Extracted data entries
# # # #
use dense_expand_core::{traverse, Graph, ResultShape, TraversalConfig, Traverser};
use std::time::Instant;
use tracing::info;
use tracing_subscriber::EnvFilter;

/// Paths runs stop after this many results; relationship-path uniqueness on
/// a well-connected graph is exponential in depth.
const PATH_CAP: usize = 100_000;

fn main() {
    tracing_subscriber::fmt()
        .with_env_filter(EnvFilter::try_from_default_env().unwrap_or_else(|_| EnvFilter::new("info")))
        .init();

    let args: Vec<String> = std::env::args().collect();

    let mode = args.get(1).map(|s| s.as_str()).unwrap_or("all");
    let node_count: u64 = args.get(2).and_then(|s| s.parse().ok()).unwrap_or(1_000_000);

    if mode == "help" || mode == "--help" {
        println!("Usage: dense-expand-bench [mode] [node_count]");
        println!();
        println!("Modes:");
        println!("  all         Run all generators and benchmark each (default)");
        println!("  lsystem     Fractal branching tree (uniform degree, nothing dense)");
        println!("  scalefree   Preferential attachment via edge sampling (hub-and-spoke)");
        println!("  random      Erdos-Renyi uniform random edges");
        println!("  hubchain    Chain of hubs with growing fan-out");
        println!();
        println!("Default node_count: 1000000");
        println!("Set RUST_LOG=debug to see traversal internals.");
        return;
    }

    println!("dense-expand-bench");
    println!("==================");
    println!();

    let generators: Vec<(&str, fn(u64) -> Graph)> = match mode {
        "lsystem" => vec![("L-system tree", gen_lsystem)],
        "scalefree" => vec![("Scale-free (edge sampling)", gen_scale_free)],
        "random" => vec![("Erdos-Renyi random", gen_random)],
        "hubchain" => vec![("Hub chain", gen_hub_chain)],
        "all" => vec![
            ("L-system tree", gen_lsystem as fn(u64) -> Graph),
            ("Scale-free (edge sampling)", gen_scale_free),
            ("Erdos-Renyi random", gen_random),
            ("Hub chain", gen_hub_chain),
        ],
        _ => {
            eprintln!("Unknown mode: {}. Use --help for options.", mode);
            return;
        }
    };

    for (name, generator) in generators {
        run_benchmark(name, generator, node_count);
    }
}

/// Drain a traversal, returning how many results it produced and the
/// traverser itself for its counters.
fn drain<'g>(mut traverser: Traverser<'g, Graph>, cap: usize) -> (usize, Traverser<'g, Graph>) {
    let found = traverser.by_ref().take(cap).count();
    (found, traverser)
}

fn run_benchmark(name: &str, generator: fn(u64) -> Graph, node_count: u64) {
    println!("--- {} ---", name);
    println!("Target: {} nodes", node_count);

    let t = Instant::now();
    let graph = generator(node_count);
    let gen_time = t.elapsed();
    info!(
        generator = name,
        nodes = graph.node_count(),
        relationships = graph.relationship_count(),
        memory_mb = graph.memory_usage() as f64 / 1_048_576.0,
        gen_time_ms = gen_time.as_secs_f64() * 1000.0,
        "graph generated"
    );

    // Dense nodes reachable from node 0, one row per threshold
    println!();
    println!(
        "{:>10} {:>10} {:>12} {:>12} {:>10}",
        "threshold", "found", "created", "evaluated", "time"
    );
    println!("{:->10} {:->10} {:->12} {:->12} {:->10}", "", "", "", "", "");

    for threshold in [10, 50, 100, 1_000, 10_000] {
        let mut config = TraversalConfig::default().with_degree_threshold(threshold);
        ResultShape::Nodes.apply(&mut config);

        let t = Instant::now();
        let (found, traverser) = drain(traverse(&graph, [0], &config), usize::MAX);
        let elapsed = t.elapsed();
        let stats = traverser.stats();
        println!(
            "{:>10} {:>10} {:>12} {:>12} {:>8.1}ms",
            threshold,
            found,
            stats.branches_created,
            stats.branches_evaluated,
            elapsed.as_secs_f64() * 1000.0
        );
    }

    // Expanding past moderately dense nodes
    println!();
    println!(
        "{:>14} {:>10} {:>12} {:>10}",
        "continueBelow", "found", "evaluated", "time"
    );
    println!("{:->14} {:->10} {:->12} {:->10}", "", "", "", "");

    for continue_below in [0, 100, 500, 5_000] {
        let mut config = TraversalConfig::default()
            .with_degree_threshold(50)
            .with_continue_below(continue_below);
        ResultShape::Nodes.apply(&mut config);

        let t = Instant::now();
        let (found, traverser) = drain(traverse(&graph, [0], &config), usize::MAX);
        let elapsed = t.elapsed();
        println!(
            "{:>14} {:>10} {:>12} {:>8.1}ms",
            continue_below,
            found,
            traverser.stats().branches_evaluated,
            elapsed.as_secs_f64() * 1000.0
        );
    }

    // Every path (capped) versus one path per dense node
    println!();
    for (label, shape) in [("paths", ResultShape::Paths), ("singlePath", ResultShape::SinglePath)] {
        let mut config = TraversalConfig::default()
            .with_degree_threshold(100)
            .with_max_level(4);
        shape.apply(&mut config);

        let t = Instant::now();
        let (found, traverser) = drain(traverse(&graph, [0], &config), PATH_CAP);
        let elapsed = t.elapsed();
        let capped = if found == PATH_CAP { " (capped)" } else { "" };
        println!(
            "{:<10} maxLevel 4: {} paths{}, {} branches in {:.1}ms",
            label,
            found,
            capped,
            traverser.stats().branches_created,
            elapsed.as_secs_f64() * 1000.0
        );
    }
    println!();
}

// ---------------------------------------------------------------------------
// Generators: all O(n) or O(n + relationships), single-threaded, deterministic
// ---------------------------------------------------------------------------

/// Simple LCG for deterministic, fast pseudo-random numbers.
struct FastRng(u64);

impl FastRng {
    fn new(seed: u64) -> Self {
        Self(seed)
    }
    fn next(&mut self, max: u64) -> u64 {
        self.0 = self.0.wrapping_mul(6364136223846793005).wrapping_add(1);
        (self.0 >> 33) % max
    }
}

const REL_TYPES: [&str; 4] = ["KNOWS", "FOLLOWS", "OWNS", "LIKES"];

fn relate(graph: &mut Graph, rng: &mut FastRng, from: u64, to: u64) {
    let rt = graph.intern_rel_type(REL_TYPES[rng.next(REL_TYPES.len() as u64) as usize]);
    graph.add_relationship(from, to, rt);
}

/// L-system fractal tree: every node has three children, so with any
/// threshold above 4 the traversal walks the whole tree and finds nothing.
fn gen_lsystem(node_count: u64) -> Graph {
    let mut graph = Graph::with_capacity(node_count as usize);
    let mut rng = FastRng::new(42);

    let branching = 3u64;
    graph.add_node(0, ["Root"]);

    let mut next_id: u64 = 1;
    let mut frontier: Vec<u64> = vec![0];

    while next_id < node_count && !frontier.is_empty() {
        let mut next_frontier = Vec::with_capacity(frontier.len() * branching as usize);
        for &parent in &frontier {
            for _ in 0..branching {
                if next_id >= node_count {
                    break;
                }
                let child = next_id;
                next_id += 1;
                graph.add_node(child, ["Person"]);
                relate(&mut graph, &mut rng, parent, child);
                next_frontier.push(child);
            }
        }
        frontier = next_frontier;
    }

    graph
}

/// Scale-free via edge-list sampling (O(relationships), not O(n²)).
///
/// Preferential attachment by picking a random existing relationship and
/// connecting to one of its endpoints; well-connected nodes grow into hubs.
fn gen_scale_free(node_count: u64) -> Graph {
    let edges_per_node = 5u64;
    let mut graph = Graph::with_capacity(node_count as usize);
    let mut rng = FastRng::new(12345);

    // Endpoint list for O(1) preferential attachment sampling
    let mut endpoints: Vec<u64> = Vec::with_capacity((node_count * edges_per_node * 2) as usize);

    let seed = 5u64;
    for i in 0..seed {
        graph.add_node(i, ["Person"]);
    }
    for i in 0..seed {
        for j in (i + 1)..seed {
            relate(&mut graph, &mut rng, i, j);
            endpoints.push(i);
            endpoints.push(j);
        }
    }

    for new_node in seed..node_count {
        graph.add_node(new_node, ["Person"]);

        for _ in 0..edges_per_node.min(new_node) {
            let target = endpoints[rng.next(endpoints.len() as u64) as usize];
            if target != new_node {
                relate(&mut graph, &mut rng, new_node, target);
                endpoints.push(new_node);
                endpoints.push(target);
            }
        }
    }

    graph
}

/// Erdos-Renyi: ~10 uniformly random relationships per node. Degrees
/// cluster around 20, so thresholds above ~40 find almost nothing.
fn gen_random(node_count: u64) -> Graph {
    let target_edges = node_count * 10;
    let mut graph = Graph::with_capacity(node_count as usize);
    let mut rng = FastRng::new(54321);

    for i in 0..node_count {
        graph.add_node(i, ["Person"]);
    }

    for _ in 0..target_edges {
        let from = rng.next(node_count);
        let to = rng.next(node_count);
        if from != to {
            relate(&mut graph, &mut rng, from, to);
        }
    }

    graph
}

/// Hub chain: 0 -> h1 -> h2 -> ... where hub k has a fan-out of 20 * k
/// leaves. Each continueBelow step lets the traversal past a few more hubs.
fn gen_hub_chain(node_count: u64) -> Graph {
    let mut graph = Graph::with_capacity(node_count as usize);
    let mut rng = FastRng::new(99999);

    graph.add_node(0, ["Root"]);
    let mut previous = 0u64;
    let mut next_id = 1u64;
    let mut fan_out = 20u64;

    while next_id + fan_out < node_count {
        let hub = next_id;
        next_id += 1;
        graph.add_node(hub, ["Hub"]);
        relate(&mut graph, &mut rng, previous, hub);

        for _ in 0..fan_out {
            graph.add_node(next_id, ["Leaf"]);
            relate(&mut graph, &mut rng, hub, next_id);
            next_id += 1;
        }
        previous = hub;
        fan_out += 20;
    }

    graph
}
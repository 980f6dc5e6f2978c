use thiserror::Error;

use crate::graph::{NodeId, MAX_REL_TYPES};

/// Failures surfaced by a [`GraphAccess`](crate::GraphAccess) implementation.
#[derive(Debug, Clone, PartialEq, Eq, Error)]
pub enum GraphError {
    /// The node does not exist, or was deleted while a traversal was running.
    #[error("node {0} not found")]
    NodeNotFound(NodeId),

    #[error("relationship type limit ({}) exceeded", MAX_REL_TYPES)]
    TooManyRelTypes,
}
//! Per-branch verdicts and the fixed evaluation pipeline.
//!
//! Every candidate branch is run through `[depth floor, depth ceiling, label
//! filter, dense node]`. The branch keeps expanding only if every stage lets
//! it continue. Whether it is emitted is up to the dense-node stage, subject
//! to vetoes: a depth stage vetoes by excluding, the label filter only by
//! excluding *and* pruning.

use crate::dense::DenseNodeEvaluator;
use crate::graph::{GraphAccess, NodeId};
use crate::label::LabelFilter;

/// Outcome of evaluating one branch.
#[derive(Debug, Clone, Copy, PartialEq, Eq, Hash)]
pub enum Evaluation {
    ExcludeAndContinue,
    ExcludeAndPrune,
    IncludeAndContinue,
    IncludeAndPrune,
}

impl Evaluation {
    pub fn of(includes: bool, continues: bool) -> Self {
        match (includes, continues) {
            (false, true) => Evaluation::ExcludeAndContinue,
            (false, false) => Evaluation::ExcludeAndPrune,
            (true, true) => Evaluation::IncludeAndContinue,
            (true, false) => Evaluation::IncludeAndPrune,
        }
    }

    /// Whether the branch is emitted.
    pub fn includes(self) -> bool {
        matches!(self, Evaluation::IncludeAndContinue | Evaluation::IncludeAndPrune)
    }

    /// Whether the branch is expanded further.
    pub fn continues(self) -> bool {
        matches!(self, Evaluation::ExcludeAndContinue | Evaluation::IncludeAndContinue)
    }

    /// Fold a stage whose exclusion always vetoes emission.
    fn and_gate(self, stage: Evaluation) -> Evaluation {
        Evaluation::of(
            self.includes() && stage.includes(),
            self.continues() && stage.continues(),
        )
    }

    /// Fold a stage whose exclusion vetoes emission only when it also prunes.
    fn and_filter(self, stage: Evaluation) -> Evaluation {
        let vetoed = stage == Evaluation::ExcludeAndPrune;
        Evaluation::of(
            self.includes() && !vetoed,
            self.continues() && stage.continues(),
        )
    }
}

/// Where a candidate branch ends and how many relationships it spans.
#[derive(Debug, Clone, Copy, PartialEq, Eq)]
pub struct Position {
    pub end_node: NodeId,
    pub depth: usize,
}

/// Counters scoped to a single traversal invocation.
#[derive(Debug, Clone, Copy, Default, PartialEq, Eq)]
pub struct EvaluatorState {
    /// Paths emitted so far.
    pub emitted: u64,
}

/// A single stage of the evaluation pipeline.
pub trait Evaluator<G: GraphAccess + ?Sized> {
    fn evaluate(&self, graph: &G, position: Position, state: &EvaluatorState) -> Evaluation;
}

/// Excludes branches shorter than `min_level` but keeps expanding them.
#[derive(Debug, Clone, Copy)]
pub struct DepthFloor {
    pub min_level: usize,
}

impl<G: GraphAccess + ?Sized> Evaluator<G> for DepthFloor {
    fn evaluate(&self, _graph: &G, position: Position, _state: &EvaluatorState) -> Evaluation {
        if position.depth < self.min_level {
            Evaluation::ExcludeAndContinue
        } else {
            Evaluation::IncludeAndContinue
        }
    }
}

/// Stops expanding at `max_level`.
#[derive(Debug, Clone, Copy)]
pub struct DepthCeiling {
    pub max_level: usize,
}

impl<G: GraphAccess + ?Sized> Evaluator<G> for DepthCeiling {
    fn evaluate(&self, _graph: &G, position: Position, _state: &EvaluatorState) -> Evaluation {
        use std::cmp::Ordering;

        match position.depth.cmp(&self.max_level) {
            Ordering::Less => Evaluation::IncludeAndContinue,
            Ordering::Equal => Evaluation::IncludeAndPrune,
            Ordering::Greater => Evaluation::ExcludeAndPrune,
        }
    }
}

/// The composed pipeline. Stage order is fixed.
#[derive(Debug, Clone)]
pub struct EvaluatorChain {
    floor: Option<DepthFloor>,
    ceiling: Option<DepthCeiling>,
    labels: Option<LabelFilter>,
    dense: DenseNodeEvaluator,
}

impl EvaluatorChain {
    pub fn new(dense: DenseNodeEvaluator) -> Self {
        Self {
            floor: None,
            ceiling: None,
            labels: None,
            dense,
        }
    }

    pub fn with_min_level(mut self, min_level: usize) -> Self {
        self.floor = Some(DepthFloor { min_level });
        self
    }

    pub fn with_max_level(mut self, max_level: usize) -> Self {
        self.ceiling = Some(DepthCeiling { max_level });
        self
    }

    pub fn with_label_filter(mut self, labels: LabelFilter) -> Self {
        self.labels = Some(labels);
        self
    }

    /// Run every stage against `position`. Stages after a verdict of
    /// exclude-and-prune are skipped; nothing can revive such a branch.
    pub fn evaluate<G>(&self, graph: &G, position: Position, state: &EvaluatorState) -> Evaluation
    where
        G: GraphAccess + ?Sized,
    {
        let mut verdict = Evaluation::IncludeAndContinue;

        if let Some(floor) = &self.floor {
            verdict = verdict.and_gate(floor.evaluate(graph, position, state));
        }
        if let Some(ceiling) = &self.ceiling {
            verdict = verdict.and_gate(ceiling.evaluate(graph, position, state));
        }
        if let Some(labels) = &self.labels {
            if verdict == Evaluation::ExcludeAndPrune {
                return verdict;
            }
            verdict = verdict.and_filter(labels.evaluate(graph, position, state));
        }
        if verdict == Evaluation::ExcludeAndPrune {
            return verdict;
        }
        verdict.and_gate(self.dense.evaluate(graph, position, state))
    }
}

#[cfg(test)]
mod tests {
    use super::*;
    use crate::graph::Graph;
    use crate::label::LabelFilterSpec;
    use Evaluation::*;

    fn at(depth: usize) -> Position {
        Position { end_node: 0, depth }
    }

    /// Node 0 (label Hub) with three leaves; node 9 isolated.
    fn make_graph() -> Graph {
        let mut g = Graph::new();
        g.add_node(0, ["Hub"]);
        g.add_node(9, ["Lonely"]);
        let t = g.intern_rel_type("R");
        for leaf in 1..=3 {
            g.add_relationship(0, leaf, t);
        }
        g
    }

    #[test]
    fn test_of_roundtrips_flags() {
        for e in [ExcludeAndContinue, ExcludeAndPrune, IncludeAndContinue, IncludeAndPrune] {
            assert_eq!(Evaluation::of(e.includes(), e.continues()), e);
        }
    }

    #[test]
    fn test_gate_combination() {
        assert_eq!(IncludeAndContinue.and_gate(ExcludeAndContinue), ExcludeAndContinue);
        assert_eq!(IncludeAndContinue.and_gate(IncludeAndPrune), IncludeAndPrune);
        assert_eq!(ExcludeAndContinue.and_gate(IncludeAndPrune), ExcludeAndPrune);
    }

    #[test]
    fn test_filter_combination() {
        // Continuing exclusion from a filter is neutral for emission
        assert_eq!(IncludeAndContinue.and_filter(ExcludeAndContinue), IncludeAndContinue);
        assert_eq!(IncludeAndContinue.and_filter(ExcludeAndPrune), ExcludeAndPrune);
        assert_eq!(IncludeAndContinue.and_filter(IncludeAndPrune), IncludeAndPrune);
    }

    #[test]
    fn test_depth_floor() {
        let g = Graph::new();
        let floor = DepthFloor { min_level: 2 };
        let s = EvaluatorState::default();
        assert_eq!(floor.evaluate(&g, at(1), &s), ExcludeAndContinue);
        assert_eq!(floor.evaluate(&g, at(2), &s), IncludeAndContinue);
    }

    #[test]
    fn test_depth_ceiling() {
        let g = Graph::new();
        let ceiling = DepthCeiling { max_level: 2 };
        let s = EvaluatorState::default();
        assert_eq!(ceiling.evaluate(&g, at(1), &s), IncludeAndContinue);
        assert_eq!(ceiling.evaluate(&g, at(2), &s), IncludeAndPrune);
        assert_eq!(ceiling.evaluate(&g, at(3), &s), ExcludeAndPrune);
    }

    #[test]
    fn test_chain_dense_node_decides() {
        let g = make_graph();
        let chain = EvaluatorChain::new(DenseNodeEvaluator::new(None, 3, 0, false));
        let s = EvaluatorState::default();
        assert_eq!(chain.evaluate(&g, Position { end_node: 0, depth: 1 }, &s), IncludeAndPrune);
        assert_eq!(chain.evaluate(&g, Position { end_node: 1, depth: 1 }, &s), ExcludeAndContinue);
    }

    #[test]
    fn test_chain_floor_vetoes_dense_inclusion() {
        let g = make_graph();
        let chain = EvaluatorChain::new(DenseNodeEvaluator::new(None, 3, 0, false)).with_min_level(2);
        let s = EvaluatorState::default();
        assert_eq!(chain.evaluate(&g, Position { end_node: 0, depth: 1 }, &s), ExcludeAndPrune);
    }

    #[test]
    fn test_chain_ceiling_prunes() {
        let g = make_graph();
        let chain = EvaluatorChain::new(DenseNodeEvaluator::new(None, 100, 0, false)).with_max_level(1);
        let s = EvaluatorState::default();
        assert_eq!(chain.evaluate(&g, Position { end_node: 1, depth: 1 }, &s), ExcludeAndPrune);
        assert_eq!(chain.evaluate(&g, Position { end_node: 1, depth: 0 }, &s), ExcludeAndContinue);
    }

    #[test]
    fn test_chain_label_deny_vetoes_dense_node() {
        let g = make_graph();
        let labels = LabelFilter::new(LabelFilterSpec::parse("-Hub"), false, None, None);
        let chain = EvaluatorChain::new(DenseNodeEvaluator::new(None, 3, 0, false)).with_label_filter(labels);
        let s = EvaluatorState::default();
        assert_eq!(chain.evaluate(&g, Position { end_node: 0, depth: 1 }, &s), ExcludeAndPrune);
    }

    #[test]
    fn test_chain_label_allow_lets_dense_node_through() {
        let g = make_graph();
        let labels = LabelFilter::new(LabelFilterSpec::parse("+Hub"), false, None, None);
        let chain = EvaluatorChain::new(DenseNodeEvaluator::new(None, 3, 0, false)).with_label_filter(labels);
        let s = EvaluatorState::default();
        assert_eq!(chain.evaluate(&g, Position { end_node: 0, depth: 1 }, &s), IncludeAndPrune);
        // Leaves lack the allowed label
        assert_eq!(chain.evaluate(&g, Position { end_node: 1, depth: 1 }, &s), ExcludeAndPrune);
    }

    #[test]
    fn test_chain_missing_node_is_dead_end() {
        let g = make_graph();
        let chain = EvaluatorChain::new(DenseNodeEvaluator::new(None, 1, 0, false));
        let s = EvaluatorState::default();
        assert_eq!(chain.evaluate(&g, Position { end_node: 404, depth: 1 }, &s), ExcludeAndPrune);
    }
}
# # # #
_What needs to be done_: Look through the records above and report how many lines hold the word "pipeline", giving only the number.

_Output for this exercise_: 3